If we switch BuiltinByteString to ShortByteString, conversion from/to integers would be O(1), which would be quite a big efficiency-boost I'd imagine. The only downside is that slicing becomes O(n), but I'm not sure this is an issue, as slicing isn't commonly used anyways. @michaelpj ?

Edit: Not entirely straightfoward since BigNat# has the invariants that: 1) it's word-sized and 2) top-most word is non-zero. If we assume word sizes are 64 bits, we can still take advantage of this though! On 64-bit platforms, integerToByteString can be truly O(1). byteStringToInteger can be too if we err if it's not word-sized. On non-64-bit platforms it gets a bit awkward, but it might still be worth it. This would obviously require changing the specification of the conversion functions to match the invariants of BigNat# on 64-bit platforms.

Edit 2: We don't need to change the specification. BuiltinByteString would be composed of a ByteArray# and an explicit additional length, such that the underlying array always fulfills the invariants of BigNat#. If the explicit length is shorter than the underlying array, then the extra bytes must be zero. If the explicit length is longer than the underlying array, the missing bytes can be assumed to be zero. The real length must always be a multiple of the word size, with a top-most non-zero-word. Hence, the explicit length can not be a full word less than the real length. With this, integerToByteString is truly O(1). The explicit length should be such that the top-most byte is non-zero. You can then slice to N bytes (equivalent to modulus of that power of two), which will create a new BuiltinByteString with the same invariants, an explicit length of N, and a real length of ceil(N / wordsize)*wordsize. Converting this back to an Integer is also O(1), as we can use the underlying array as-is, discarding the explicit length. The downside of slicing being slower still holds, albeit you could work around this by keeping around an explicit offset too, but this would simply delay the copy to the conversion back to an integer, which might still be worth it, but doesn't seem important enough to me.

Mar 10 '23 16:03 L-as

A consequence of the previous scheme is that we can implement an O(1) zero-extension function zeroExtendByteString :: Integer -> BuiltinByteString -> BuiltinByteString that increments the explicit length without touching the underlying array. This might be the only thing we need to add to/change in the specification. Then, if you have x and y, 64-bit signed integers represented as the [0..2^64[ range in Integer, to do an addition, we sum the integers, convert to bytestring (almost no-op), zero-extend to 8 bytes (almost no-op, no-op if already above 8 bytes), AND with 0xFFFFFFFFFFFFFFFF, convert back (almost no-op). This seems reasonable.

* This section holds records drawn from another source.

//! Control / order-sizing layer.
//!
//! Turns an approved [`ExposureTarget`] into per-leg orders against a quote,
//! submits them through a [`Venue`] and remembers partially filled legs so the
//! next cycle completes them even when the remainder is below the trade band.
//! The same code path drives the backtest's `SimulatedVenue` and the shadow
//! runner's `PaperVenue`.

use risk_core::{post_trade_scale, ExposureTarget, PostTradeExposure, RiskConfig, RiskVerdict};
use serde::Serialize;

use crate::accounting::SlippageModel;
use crate::config::ControlConfig;
use crate::position::is_flat_qty;
use crate::reason_codes::ReasonCode;
use crate::venue::{
    Fill, Instrument, Leg, Order, PortfolioSnapshot, Quote, Refusal, RefusalReason, Side, Venue,
};

/// Reduce-only passes before the book is flattened.
pub const MAX_DELEVER_PASSES: usize = 3;
/// De-lever slightly below the cap so the trade's own costs do not re-breach it.
pub const DELEVER_HEADROOM: f64 = 1e-3;

// ---------------------------------------------------------------------------
// Residuals
// ---------------------------------------------------------------------------

/// Signed quantity left unfilled per leg by the previous cycle.
#[derive(Debug, Clone, Copy, PartialEq, Default, Serialize)]
pub struct Residuals {
    pub carry_spot: f64,
    pub carry_perp: f64,
    pub directional: f64,
}

impl Residuals {
    pub fn get(&self, leg: Leg) -> f64 {
        match leg {
            Leg::CarrySpot => self.carry_spot,
            Leg::CarryPerp => self.carry_perp,
            Leg::Directional => self.directional,
        }
    }

    pub fn set(&mut self, leg: Leg, qty: f64) {
        let qty = if is_flat_qty(qty) { 0.0 } else { qty };
        match leg {
            Leg::CarrySpot => self.carry_spot = qty,
            Leg::CarryPerp => self.carry_perp = qty,
            Leg::Directional => self.directional = qty,
        }
    }

    pub fn is_empty(&self) -> bool {
        Leg::ALL.iter().all(|&leg| is_flat_qty(self.get(leg)))
    }
}

// ---------------------------------------------------------------------------
// Sizing
// ---------------------------------------------------------------------------

/// Target base quantity per leg.
#[derive(Debug, Clone, Copy, PartialEq, Default, Serialize)]
pub struct LegTargets {
    pub carry_spot: f64,
    pub carry_perp: f64,
    pub directional: f64,
}

impl LegTargets {
    pub fn get(&self, leg: Leg) -> f64 {
        match leg {
            Leg::CarrySpot => self.carry_spot,
            Leg::CarryPerp => self.carry_perp,
            Leg::Directional => self.directional,
        }
    }
}

pub struct SizingInput<'a> {
    pub position: &'a PortfolioSnapshot,
    pub target: &'a ExposureTarget,
    pub nav: f64,
    pub verdict: RiskVerdict,
    pub spot_quote: &'a Quote,
    pub perp_quote: &'a Quote,
    pub residuals: &'a Residuals,
    pub cfg: &'a ControlConfig,
    pub slippage: SlippageModel,
    /// First client id to assign; ids increase per order.
    pub client_id_base: u64,
}

#[derive(Debug, Clone, PartialEq, Default, Serialize)]
pub struct OrderSet {
    pub targets: LegTargets,
    /// Reduce-only orders first, then opening orders, each in leg order.
    pub orders: Vec<Order>,
    pub skipped: Vec<Refusal>,
    pub legs_at_target: Vec<Leg>,
    /// Estimated slippage per order, aligned with `orders`.
    pub slippage_estimate_bps: Vec<f64>,
}

fn validate_quote(q: &Quote) -> Result<(), Refusal> {
    if q.is_valid() {
        Ok(())
    } else {
        Err(Refusal::bar(
            RefusalReason::InvalidQuote,
            format!("{:?} mark={} oracle={}", q.instrument, q.mark, q.oracle),
        ))
    }
}

/// `target` is closer to zero than `current` without crossing it.
fn is_reduction(current: f64, target: f64) -> bool {
    if is_flat_qty(current) {
        return false;
    }
    is_flat_qty(target) || (target.signum() == current.signum() && target.abs() < current.abs())
}

/// Size the orders that move `position` to `target`.
///
/// Bar-level refusals (veto, bad quote, oracle divergence) return `Err`; leg
/// level skips land in [`OrderSet::skipped`].
pub fn size_orders(input: &SizingInput<'_>) -> Result<OrderSet, Refusal> {
    if input.verdict == RiskVerdict::Vetoed {
        return Err(Refusal::bar(RefusalReason::RiskVeto, "governor vetoed the bar"));
    }
    validate_quote(input.spot_quote)?;
    validate_quote(input.perp_quote)?;
    for q in [input.spot_quote, input.perp_quote] {
        let div = q.divergence_bps();
        if div > input.cfg.oracle_divergence_bps {
            return Err(Refusal::bar(
                RefusalReason::OracleDivergence,
                format!("{:?} mark/oracle divergence {div:.2} bps", q.instrument),
            ));
        }
    }
    if !input.nav.is_finite() || input.nav <= 0.0 {
        return Err(Refusal::bar(
            RefusalReason::RiskVeto,
            format!("non-positive nav {}", input.nav),
        ));
    }

    let spot_qty = input.target.carry_frac * input.nav / input.spot_quote.mark;
    let targets = LegTargets {
        carry_spot: spot_qty,
        carry_perp: -spot_qty,
        directional: input.target.directional_frac * input.nav / input.perp_quote.mark,
    };

    let mut set = OrderSet {
        targets,
        ..OrderSet::default()
    };
    let mut opening = Vec::new();
    let mut client_id = input.client_id_base;

    for leg in Leg::ALL {
        let mark = match leg.instrument() {
            Instrument::Spot => input.spot_quote.mark,
            Instrument::Perp => input.perp_quote.mark,
        };
        let current = input.position.qty(leg);
        let target = targets.get(leg);
        let delta = target - current;
        if is_flat_qty(delta) {
            set.legs_at_target.push(leg);
            continue;
        }

        let notional = delta.abs() * mark;
        let closes_leg = is_flat_qty(target) && !is_flat_qty(current);
        let has_residual = !is_flat_qty(input.residuals.get(leg));
        if notional < input.cfg.rebalance_band_frac * input.nav && !closes_leg && !has_residual {
            set.skipped.push(Refusal::leg(
                RefusalReason::BelowMinTrade,
                leg,
                format!("delta notional {notional:.4} below band"),
            ));
            continue;
        }

        let reduce_only = is_reduction(current, target);
        let est_bps = input.slippage.estimate_bps(notional, input.nav);
        if est_bps > input.cfg.max_slippage_bps && !reduce_only {
            set.skipped.push(Refusal::leg(
                RefusalReason::SlippageGuard,
                leg,
                format!("estimated slippage {est_bps:.2} bps"),
            ));
            continue;
        }

        let order = Order {
            client_id,
            leg,
            side: Side::for_delta(delta),
            qty: delta.abs(),
            requested_price: mark,
            reduce_only,
        };
        client_id += 1;
        if reduce_only {
            set.orders.push(order);
            set.slippage_estimate_bps.push(est_bps);
        } else {
            opening.push((order, est_bps));
        }
    }
    for (order, est) in opening {
        set.orders.push(order);
        set.slippage_estimate_bps.push(est);
    }
    Ok(set)
}

// ---------------------------------------------------------------------------
// Execution
// ---------------------------------------------------------------------------

#[derive(Debug, Clone, PartialEq, Default, Serialize)]
pub struct Execution {
    pub fills: Vec<Fill>,
    pub refusals: Vec<Refusal>,
    pub residuals: Residuals,
    pub partial_fill: bool,
}

/// Submit an [`OrderSet`] and carry partial-fill remainders forward.
pub fn execute<V: Venue>(venue: &mut V, set: &OrderSet, prior: &Residuals) -> Execution {
    let mut out = Execution {
        residuals: *prior,
        ..Execution::default()
    };
    for &leg in &set.legs_at_target {
        out.residuals.set(leg, 0.0);
    }
    for order in &set.orders {
        match venue.submit(order) {
            Ok(fill) => {
                if fill.is_partial() {
                    out.partial_fill = true;
                    out.residuals.set(fill.leg, fill.side.sign() * fill.unfilled_qty());
                } else {
                    out.residuals.set(fill.leg, 0.0);
                }
                out.fills.push(fill);
            }
            Err(refusal) => {
                tracing::debug!(%refusal, "venue refused order");
                out.refusals.push(refusal);
            }
        }
    }
    out.refusals.extend(set.skipped.iter().cloned());
    out
}

/// Rebalance only every `rebalance_interval_bars` bars.
pub fn rebalance_due(bar_index: u64, cfg: &ControlConfig) -> bool {
    bar_index % u64::from(cfg.rebalance_interval_bars.max(1)) == 0
}

pub struct CycleInput<'a> {
    pub bar_index: u64,
    pub target: &'a ExposureTarget,
    pub verdict: RiskVerdict,
    pub residuals: &'a Residuals,
    pub cfg: &'a ControlConfig,
    pub slippage: SlippageModel,
}

#[derive(Debug, Clone, PartialEq, Serialize)]
pub struct CycleOutcome {
    pub order_set: Option<OrderSet>,
    pub execution: Execution,
    /// Bar-level refusal, if the whole cycle was refused.
    pub refused: Option<Refusal>,
}

/// One control cycle: quote, size, submit. A refused cycle leaves the venue
/// and the residuals untouched.
///
/// Between rebalance bars only forced reductions go out; the rest of the
/// cycle waits.
pub fn run_cycle<V: Venue>(venue: &mut V, input: &CycleInput<'_>) -> CycleOutcome {
    let refused = |refusal: Refusal, residuals: Residuals| {
        tracing::debug!(bar = input.bar_index, %refusal, "control cycle refused");
        CycleOutcome {
            order_set: None,
            execution: Execution {
                residuals,
                ..Execution::default()
            },
            refused: Some(refusal),
        }
    };

    let due = rebalance_due(input.bar_index, input.cfg);
    let spot_quote = venue.quote(Instrument::Spot);
    let perp_quote = venue.quote(Instrument::Perp);
    let position = venue.position();
    let sizing = SizingInput {
        position: &position,
        target: input.target,
        nav: position.nav,
        verdict: input.verdict,
        spot_quote: &spot_quote,
        perp_quote: &perp_quote,
        residuals: input.residuals,
        cfg: input.cfg,
        slippage: input.slippage,
        client_id_base: input.bar_index * 16,
    };
    match size_orders(&sizing) {
        Ok(set) if !due => {
            let forced = forced_reductions(set, input.verdict);
            if forced.orders.is_empty() {
                return refused(
                    Refusal::bar(RefusalReason::RebalanceWait, "between rebalance bars"),
                    *input.residuals,
                );
            }
            tracing::debug!(bar = input.bar_index, orders = forced.orders.len(), "off-cadence reduction");
            let execution = execute(venue, &forced, input.residuals);
            CycleOutcome {
                order_set: Some(forced),
                execution,
                refused: None,
            }
        }
        Ok(set) => {
            let execution = execute(venue, &set, input.residuals);
            CycleOutcome {
                order_set: Some(set),
                execution,
                refused: None,
            }
        }
        Err(refusal) => refused(refusal, *input.residuals),
    }
}

/// The part of `set` that cannot wait for the next rebalance bar: reduce-only
/// orders on legs the governor cut (a `Scaled` verdict) or whose target is flat.
fn forced_reductions(set: OrderSet, verdict: RiskVerdict) -> OrderSet {
    let mut forced = OrderSet {
        targets: set.targets,
        ..OrderSet::default()
    };
    for (order, est) in set.orders.into_iter().zip(set.slippage_estimate_bps) {
        let closes = is_flat_qty(set.targets.get(order.leg));
        if order.reduce_only && (closes || verdict == RiskVerdict::Scaled) {
            forced.orders.push(order);
            forced.slippage_estimate_bps.push(est);
        }
    }
    forced
}

/// Reduce-only orders scaling every open leg by `scale` (0 flattens).
pub fn delever_orders(position: &PortfolioSnapshot, scale: f64, client_id_base: u64) -> Vec<Order> {
    let scale = scale.clamp(0.0, 1.0);
    let mut orders = Vec::new();
    for leg in Leg::ALL {
        let current = position.qty(leg);
        if is_flat_qty(current) {
            continue;
        }
        let qty = if scale == 0.0 {
            current.abs()
        } else {
            current.abs() * (1.0 - scale)
        };
        if is_flat_qty(qty) {
            continue;
        }
        orders.push(Order {
            client_id: client_id_base + orders.len() as u64,
            leg,
            side: Side::for_delta(-current),
            qty,
            requested_price: position.mark,
            reduce_only: true,
        });
    }
    orders
}

#[derive(Debug, Clone, PartialEq, Default, Serialize)]
pub struct Enforcement {
    pub fills: Vec<Fill>,
    pub refusals: Vec<Refusal>,
    pub reasons: Vec<ReasonCode>,
}

/// Hard post-trade enforcement: up to [`MAX_DELEVER_PASSES`] reduce-only
/// passes toward the caps, then a full flatten if the book still breaches.
///
/// `exposure` reads the book the venue's fills land in.
pub fn enforce_post_trade<V: Venue>(
    venue: &mut V,
    exposure: impl Fn(&V) -> PostTradeExposure,
    bar_index: u64,
    cfg: &RiskConfig,
) -> Enforcement {
    let mut out = Enforcement::default();
    let client_base = bar_index * 16 + 8;
    let submit = |venue: &mut V, out: &mut Enforcement, scale: f64, id: u64| {
        for order in delever_orders(&venue.position(), scale, id) {
            match venue.submit(&order) {
                Ok(fill) => out.fills.push(fill),
                Err(refusal) => {
                    tracing::warn!(%refusal, "reduce-only order refused");
                    out.refusals.push(refusal);
                }
            }
        }
    };

    for pass in 0..MAX_DELEVER_PASSES {
        let Some(scale) = post_trade_scale(&exposure(venue), cfg) else {
            return out;
        };
        let target_scale = (scale * (1.0 - DELEVER_HEADROOM)).max(0.0);
        tracing::info!(bar = bar_index, pass, scale = target_scale, "forced de-lever");
        submit(venue, &mut out, target_scale, client_base + pass as u64 * 3);
        if !out.reasons.contains(&ReasonCode::ForcedDelever) {
            out.reasons.push(ReasonCode::ForcedDelever);
        }
    }
    if post_trade_scale(&exposure(venue), cfg).is_some() {
        tracing::warn!(bar = bar_index, "de-lever did not converge, flattening");
        submit(venue, &mut out, 0.0, client_base + 7);
        out.reasons.push(ReasonCode::ForcedFlatten);
    }
    out
}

An alternative design would be to change slicing such that an out-of-bounds range, rather than being invalid, is filled with zeros. That would also solve the issue with roughly the same performance (you wouldn't need the AND anymore).

Perhaps including both changes would be wise.

The question is, is the overhead of calling a function low or high relative to the cost of modInteger? If high, it might in the end not be faster than just doing modInteger! Of course, future improvements to the Plutus interpreter might change this.

Mar 10 '23 20:03 L-as

Hi, thanks for getting back to this. We haven't forgotten, we just have a bunch on our plate at the moment. I will try and get back to this before too long.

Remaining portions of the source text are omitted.